I am reading quotes by Mother Teresa that fall under the category of “Family Life”. A phrase that jumped out for me this morning was this: “…the breakdown of peace in the world begins at home.”  She and Peace Pilgrim were contemporaries in this world. I don’t know if they knew of one another, but Peace had a similar message about peace. She taught that peace begins first within oneself. It then spreads outward into one’s family, into one’s circle of relationships, then further into one’s community, into the community of nation and further into the world. Unfortunately, we human beings, not wanting to admit our own brokenness and insecurities tend to look outside ourselves first for peace.

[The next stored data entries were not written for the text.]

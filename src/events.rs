//! Auth-state change notification.
//!
//! Writers publish to in-process subscribers through [`Notifier`]. Other
//! processes sharing the state directory learn about changes through
//! [`StateWatcher`], which combines a filesystem watcher with a fixed
//! reconciliation poll in case an event is missed.

use std::path::PathBuf;
use std::sync::mpsc::{self, RecvTimeoutError, Sender};
use std::sync::{Arc, Mutex};
use std::time::Duration;

use tracing::{debug, warn};

use crate::auth::mode::{classify, AuthMode};
use crate::state::AuthState;

pub const DEFAULT_POLL_INTERVAL: Duration = Duration::from_secs(1);

#[derive(Debug, Clone, PartialEq, Eq)]
pub enum AuthEvent {
    CredentialsChanged,
    OAuthConfigChanged,
    /// A token pair was issued or refreshed.
    TokensChanged,
    LoggedOut,
    SimulatedAppend { key: String, rows: usize },
    /// A replay finished; `remaining` rows are still held for `key`.
    SimulatedSynced { key: String, remaining: usize },
    /// Something under the state directory changed on disk.
    StorageChanged,
    ModeChanged { from: AuthMode, to: AuthMode },
}

#[derive(Default)]
pub struct Notifier {
    subscribers: Mutex<Vec<Sender<AuthEvent>>>,
}

impl Notifier {
    pub fn subscribe_with(&self, tx: Sender<AuthEvent>) {
        self.lock().push(tx);
    }

    /// Deliver to every live subscriber, dropping the ones that hung up.
    pub fn publish(&self, event: AuthEvent) {
        self.lock().retain(|tx| tx.send(event.clone()).is_ok());
    }

    fn lock(&self) -> std::sync::MutexGuard<'_, Vec<Sender<AuthEvent>>> {
        self.subscribers.lock().unwrap_or_else(|e| e.into_inner())
    }
}

/// Follows the effective [`AuthMode`] and reports transitions.
pub struct StateWatcher {
    state: Arc<AuthState>,
    poll_interval: Duration,
    last: AuthMode,
}

impl StateWatcher {
    pub fn new(state: Arc<AuthState>) -> Self {
        let last = classify(&state);
        Self {
            state,
            poll_interval: DEFAULT_POLL_INTERVAL,
            last,
        }
    }

    pub fn with_poll_interval(mut self, interval: Duration) -> Self {
        self.poll_interval = interval;
        self
    }

    pub fn current(&self) -> AuthMode {
        self.last
    }

    /// Recompute the mode, returning a transition event if it changed.
    pub fn check(&mut self) -> Option<AuthEvent> {
        let now = classify(&self.state);
        if now == self.last {
            return None;
        }
        let event = AuthEvent::ModeChanged {
            from: self.last,
            to: now,
        };
        self.last = now;
        Some(event)
    }

    /// Block, forwarding mode transitions to `out` until its receiver is
    /// dropped.
    pub fn run(mut self, out: Sender<AuthEvent>) {
        let (wake_tx, wake_rx) = mpsc::channel();
        self.state.subscribe_with(wake_tx.clone());
        let _watcher = self.setup_fs_watcher(wake_tx);

        loop {
            match wake_rx.recv_timeout(self.poll_interval) {
                Ok(AuthEvent::SimulatedAppend { key, rows }) => {
                    debug!(key = %key, rows, "rows held locally")
                }
                Ok(AuthEvent::SimulatedSynced { key, remaining }) => {
                    debug!(key = %key, remaining, "local rows replayed")
                }
                Ok(event) => debug!(?event, "watcher woke"),
                Err(RecvTimeoutError::Timeout) => {}
                Err(RecvTimeoutError::Disconnected) => break,
            }

            if let Some(event) = self.check() {
                if out.send(event).is_err() {
                    break;
                }
            }
        }
    }

    /// Watch the state directory. The returned handle must be kept alive.
    fn setup_fs_watcher(&self, wake_tx: Sender<AuthEvent>) -> Option<notify::RecommendedWatcher> {
        use notify::{RecursiveMode, Watcher};

        let mut watcher = notify::recommended_watcher(move |_: notify::Result<notify::Event>| {
            let _ = wake_tx.send(AuthEvent::StorageChanged);
        })
        .map_err(|e| warn!(error = %e, "file watcher unavailable, polling only"))
        .ok()?;

        let root: PathBuf = self.state.store().root().to_path_buf();
        watcher
            .watch(&root, RecursiveMode::NonRecursive)
            .map_err(|e| warn!(error = %e, path = %root.display(), "cannot watch state directory"))
            .ok()?;

        Some(watcher)
    }
}
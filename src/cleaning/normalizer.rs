//! Record normalizer: raw dataset rows into cleaned order records.
//!
//! Each row goes through three steps:
//! 1. sentinel exclusion (see [`super::sentinels`]),
//! 2. type coercion of numeric and date fields,
//! 3. whitespace trimming of identifiers and categories.
//!
//! Kept rows stay in input order.

use super::error::{FieldError, NormalizeError};
use super::sentinels::{first_missing, DropReason};
use crate::models::{dmy_date, CleanedRecord, RawRecord, RawRow};
use serde::{Deserialize, Serialize};
use std::collections::BTreeMap;
use std::str::FromStr;
use tracing::{debug, info, warn};

/// Characters stripped from both ends of `Time_taken(min)`, e.g. `(min) 24`.
const TIME_UNIT_CHARS: &[char] = &['(', 'm', 'i', 'n', ')', ' '];

/// What to do with a value that is neither a sentinel nor convertible.
#[derive(
    Debug, Clone, Copy, PartialEq, Eq, Default, Serialize, Deserialize, clap::ValueEnum,
)]
#[serde(rename_all = "lowercase")]
pub enum CoercionPolicy {
    /// Abort the run with a data-integrity error.
    #[default]
    Fail,
    /// Skip the row and count it as dropped.
    Drop,
}

/// Row counts collected during one normalization pass.
#[derive(Debug, Clone, Default, PartialEq, Eq, Serialize, Deserialize)]
pub struct NormalizeStats {
    pub rows_read: usize,
    pub rows_kept: usize,
    /// Dropped rows per reason, in check order.
    pub dropped: BTreeMap<DropReason, usize>,
}

impl NormalizeStats {
    pub fn rows_dropped(&self) -> usize {
        self.dropped.values().sum()
    }

    fn record_drop(&mut self, reason: DropReason) {
        *self.dropped.entry(reason).or_default() += 1;
    }
}

/// Output of [`Normalizer::normalize`].
#[derive(Debug, Clone, Default)]
pub struct Normalized {
    pub records: Vec<CleanedRecord>,
    pub stats: NormalizeStats,
}

/// Result of cleaning a single record.
#[derive(Debug, Clone, PartialEq)]
pub enum RowOutcome {
    Kept(CleanedRecord),
    Dropped(DropReason),
}

/// Applies the cleaning routine to a whole table.
#[derive(Debug, Clone, Copy, Default)]
pub struct Normalizer {
    policy: CoercionPolicy,
}

impl Normalizer {
    pub fn new(policy: CoercionPolicy) -> Self {
        Self { policy }
    }

    /// Clean every row, keeping input order.
    ///
    /// Under [`CoercionPolicy::Fail`] the first unconvertible value aborts
    /// the pass with [`NormalizeError::Coercion`].
    pub fn normalize<I>(&self, rows: I) -> Result<Normalized, NormalizeError>
    where
        I: IntoIterator<Item = RawRow>,
    {
        let mut out = Normalized::default();

        for row in rows {
            out.stats.rows_read += 1;

            match clean_record(&row.record) {
                Ok(RowOutcome::Kept(record)) => out.records.push(record),
                Ok(RowOutcome::Dropped(reason)) => {
                    debug!("Dropping line {}: {}", row.line, reason);
                    out.stats.record_drop(reason);
                }
                Err(field_error) => match self.policy {
                    CoercionPolicy::Fail => return Err(field_error.at_line(row.line)),
                    CoercionPolicy::Drop => {
                        warn!(
                            "Dropping line {}: cannot convert {} value {:?} to {}",
                            row.line, field_error.column, field_error.value, field_error.target
                        );
                        out.stats.record_drop(DropReason::CoercionFailure);
                    }
                },
            }
        }

        out.stats.rows_kept = out.records.len();
        info!(
            "Cleaned dataset: {} rows read, {} kept, {} dropped",
            out.stats.rows_read,
            out.stats.rows_kept,
            out.stats.rows_dropped()
        );

        Ok(out)
    }
}

/// Clean one record: exclude sentinels, then coerce, then trim.
pub fn clean_record(raw: &RawRecord) -> Result<RowOutcome, FieldError> {
    if let Some(reason) = first_missing(raw) {
        return Ok(RowOutcome::Dropped(reason));
    }

    let courier_rating = parse_number("Delivery_person_Ratings", &raw.courier_rating, "float")?;
    let courier_age = parse_number("Delivery_person_Age", &raw.courier_age, "integer")?;
    let multiple_deliveries =
        parse_number("multiple_deliveries", &raw.multiple_deliveries, "integer")?;
    let order_date = dmy_date::parse(&raw.order_date)
        .map_err(|_| FieldError::new("Order_Date", &raw.order_date, "date (DD-MM-YYYY)"))?;
    let time_taken = parse_number(
        "Time_taken(min)",
        strip_time_unit(&raw.time_taken),
        "integer",
    )
    .map_err(|_| FieldError::new("Time_taken(min)", &raw.time_taken, "integer"))?;

    let vehicle_condition = parse_number("Vehicle_condition", &raw.vehicle_condition, "integer")?;
    let restaurant_latitude =
        parse_number("Restaurant_latitude", &raw.restaurant_latitude, "float")?;
    let restaurant_longitude =
        parse_number("Restaurant_longitude", &raw.restaurant_longitude, "float")?;
    let delivery_latitude =
        parse_number("Delivery_location_latitude", &raw.delivery_latitude, "float")?;
    let delivery_longitude =
        parse_number("Delivery_location_longitude", &raw.delivery_longitude, "float")?;

    Ok(RowOutcome::Kept(CleanedRecord {
        id: raw.id.trim().to_string(),
        courier_id: raw.courier_id.trim().to_string(),
        courier_age,
        courier_rating,
        restaurant_latitude,
        restaurant_longitude,
        delivery_latitude,
        delivery_longitude,
        order_date,
        weather: raw.weather.clone(),
        traffic_density: raw.traffic_density.trim().to_string(),
        vehicle_condition,
        order_type: raw.order_type.trim().to_string(),
        vehicle_type: raw.vehicle_type.trim().to_string(),
        multiple_deliveries,
        festival: raw.festival.trim().to_string(),
        city: raw.city.trim().to_string(),
        time_taken,
    }))
}

/// Remove the `(min)` annotation and surrounding spaces from a duration.
pub fn strip_time_unit(value: &str) -> &str {
    value.trim_matches(TIME_UNIT_CHARS)
}

fn parse_number<T: FromStr>(
    column: &'static str,
    value: &str,
    target: &'static str,
) -> Result<T, FieldError> {
    value
        .trim()
        .parse()
        .map_err(|_| FieldError::new(column, value, target))
}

We try to control our families only to find out that we are each individuals with our own ways of seeing and we each have our own path in life that is God ordained. So we pass on our brokenness and it is carried out into the world as our members go out and work in the world, relate to others, live as citizens and form new families – a vicious circle of brokenness that is repeated again and again. The end only comes when someone in the cycle finally finds peace within.

Peace within means coming to terms with our own brokenness. We are all ego-centric in varying degrees. We all put on a face to the world that is not quite true. We all have fear and anxiety that drive the way we do our work in the world and the way we treat others. We are all guilty of hurting others out of our own need to control.

Once we face the truth about this broken self, we need to go on to forgive ourselves. Our brokenness, after all, is not unlike the brokenness that others experience in their lives. It makes us one, in a weird sort of way. As I forgive myself for being not perfect, the miracle happens…I can forgive those around me for not being perfect, for making mistakes,  even for doing things that have hurt me personally. This is when we enter that second circle of peace, peace in our families. Jesus said that we must first love ourselves. I think this is what he was talking about. If I can love myself in spite of my being flawed, then I may be able to find it within myself to love those closest to me who I once blamed and accused for their flaws.

Peace Pilgrim suggests we go on, then to the larger circle of relationships and I suggest that this is the natural evolution of things. If peace takes root in us, we will naturally bring it into the broader world. Peace, nourished and fed within oneself, becomes our nature and goes with us wherever we go.

Someone said, “Be the peace that you seek.” Amen.